Design Sprint for Health Innovators
In November of 2016, I attended a day-long design sprint as part of Seattle Startup Week. Three industry stakeholders presented us with urgent health challenges facing their clientele.
Using a condensed version of the method described in the book Sprint, our group immersed ourselves in the growing problem of opioid addiction and rapidly prototyped a solution that could used as a starting point for State of Washington stakeholders.
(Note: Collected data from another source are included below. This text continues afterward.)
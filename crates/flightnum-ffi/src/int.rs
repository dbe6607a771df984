// Copyright (c) 2025 Felix Kahle.
//
// Permission is hereby granted, free of charge, to any person obtaining
// a copy of this software and associated documentation files (the
// "Software"), to deal in the Software without restriction, including
// without limitation the rights to use, copy, modify, merge, publish,
// distribute, sublicense, and/or sell copies of the Software, and to
// permit persons to whom the Software is furnished to do so, subject to
// the following conditions:
//
// The above copyright notice and this permission notice shall be
// included in all copies or substantial portions of the Software.
//
// THE SOFTWARE IS PROVIDED "AS IS", WITHOUT WARRANTY OF ANY KIND,
// EXPRESS OR IMPLIED, INCLUDING BUT NOT LIMITED TO THE WARRANTIES OF
// MERCHANTABILITY, FITNESS FOR A PARTICULAR PURPOSE AND
// NONINFRINGEMENT. IN NO EVENT SHALL THE AUTHORS OR COPYRIGHT HOLDERS BE
// LIABLE FOR ANY CLAIM, DAMAGES OR OTHER LIABILITY, WHETHER IN AN ACTION
// OF CONTRACT, TORT OR OTHERWISE, ARISING FROM, OUT OF OR IN CONNECTION
// WITH THE SOFTWARE OR THE USE OR OTHER DEALINGS IN THE SOFTWARE.

//! Integer arithmetic.
//!
//! ## Safety
//!
//! `err` may be null; otherwise it must be valid for writes of a `bool`.

use crate::sink;
use flightnum_core::num::ops::checked_arithmetic as checked;
use flightnum_core::num::ops::saturating_arithmetic as sat;

macro_rules! ffi_binary {
    ($op:ident, $t:ident, $a:ident, $b:ident) => {
        paste::paste! {
            #[doc = "Saturating `" $op "` on `" $t "`."]
            ///
            /// # Safety
            ///
            /// `err` must be null or valid for writes.
            #[no_mangle]
            pub unsafe extern "C" fn [<fnum_ $op _ $t>]($a: $t, $b: $t, err: *mut bool) -> $t {
                sat::[<$op _ $t>]($a, $b, unsafe { sink(err) })
            }
        }
    };
}

macro_rules! ffi_int_ops {
    ($($t:ident)*) => {$(
        ffi_binary!(add, $t, a, b);
        ffi_binary!(sub, $t, a, b);
        ffi_binary!(mul, $t, a, b);
        ffi_binary!(div, $t, n, d);
        ffi_binary!(rem, $t, n, d);

        paste::paste! {
            #[doc = "Left shift of a `" $t "`, saturating on lost bits."]
            ///
            /// # Safety
            ///
            /// `err` must be null or valid for writes.
            #[no_mangle]
            pub unsafe extern "C" fn [<fnum_lshift_ $t>](v: $t, k: i32, err: *mut bool) -> $t {
                sat::[<lshift_ $t>](v, k, unsafe { sink(err) })
            }

            #[doc = "Right shift of a `" $t "`."]
            ///
            /// # Safety
            ///
            /// `err` must be null or valid for writes.
            #[no_mangle]
            pub unsafe extern "C" fn [<fnum_rshift_ $t>](v: $t, k: i32, err: *mut bool) -> $t {
                sat::[<rshift_ $t>](v, k, unsafe { sink(err) })
            }

            #[no_mangle]
            pub extern "C" fn [<fnum_can_add_ $t>](a: $t, b: $t) -> bool {
                checked::[<can_add_ $t>](a, b)
            }

            #[no_mangle]
            pub extern "C" fn [<fnum_can_sub_ $t>](a: $t, b: $t) -> bool {
                checked::[<can_sub_ $t>](a, b)
            }

            #[no_mangle]
            pub extern "C" fn [<fnum_can_mul_ $t>](a: $t, b: $t) -> bool {
                checked::[<can_mul_ $t>](a, b)
            }

            #[no_mangle]
            pub extern "C" fn [<fnum_can_div_ $t>](n: $t, d: $t) -> bool {
                checked::[<can_div_ $t>](n, d)
            }

            #[no_mangle]
            pub extern "C" fn [<fnum_can_rem_ $t>](n: $t, d: $t) -> bool {
                checked::[<can_rem_ $t>](n, d)
            }

            #[no_mangle]
            pub extern "C" fn [<fnum_can_lshift_ $t>](v: $t, k: i32) -> bool {
                checked::[<can_lshift_ $t>](v, k)
            }

            #[no_mangle]
            pub extern "C" fn [<fnum_can_rshift_ $t>](v: $t, k: i32) -> bool {
                checked::[<can_rshift_ $t>](v, k)
            }
        }
    )*};
}

macro_rules! ffi_signed_ops {
    ($($t:ident)*) => {$(
        paste::paste! {
            #[doc = "Negation of a `" $t "`, saturating the representation minimum."]
            ///
            /// # Safety
            ///
            /// `err` must be null or valid for writes.
            #[no_mangle]
            pub unsafe extern "C" fn [<fnum_neg_ $t>](v: $t, err: *mut bool) -> $t {
                sat::[<neg_ $t>](v, unsafe { sink(err) })
            }

            #[doc = "Absolute value of a `" $t "`, saturating the representation minimum."]
            ///
            /// # Safety
            ///
            /// `err` must be null or valid for writes.
            #[no_mangle]
            pub unsafe extern "C" fn [<fnum_abs_ $t>](v: $t, err: *mut bool) -> $t {
                sat::[<abs_ $t>](v, unsafe { sink(err) })
            }

            #[no_mangle]
            pub extern "C" fn [<fnum_can_neg_ $t>](v: $t) -> bool {
                checked::[<can_neg_ $t>](v)
            }
        }
    )*};
}

ffi_int_ops!(i8 i16 i32 i64 u8 u16 u32 u64);
ffi_signed_ops!(i8 i16 i32 i64);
- Conducted online research to better understand the problem
- Participated in empathy mapping and affinity diagramming exercises
- Crafted point of view statements and participated in discussion of project scope
- Collaborated with team-members to devise an education and support service for people receiving prescriptions for opioid pain medications
- Presented proposed service to stakeholders and attendees
Our team used the resources available to us to better understand the issue. Some people conducted brief interviews with present health professionals and former addicts, while I delved into first-person accounts and published literature online.
The next step was to take what we’d learned and organize it into themes and concepts to better understand the affected population. We began with an empathy map, where we sorted observations into what people affected by addiction might hear, think, feel, say and do.
Then we further categorized what we’d learned into greater themes to better understand the scope of the problem. Finally, we individually devised POV statements using suggested templates, then came together to solidify a direction.
With the problem understood and defined, we began to think of possible solutions. This took the form of individual brainstorming followed by lively discussion. We weighed the merits of each suggestion, incorporated the best aspects of several, and finally arrived at an idea that seemed to fit the defined scope and stakeholder preferences.
The idea we had come up with was an educational and support service that would be made available to patients who were prescribed opioid pain medication. There was an in person component as well as a mobile app and website.
At the end of the day, our group was gave a 10-minute presentation involved a restating of the problem, a summary of our process, and an explanation of our solution involving flowcharts, roleplaying, and paper prototypes. We took questions from the audience and passed our work onto the stakeholder.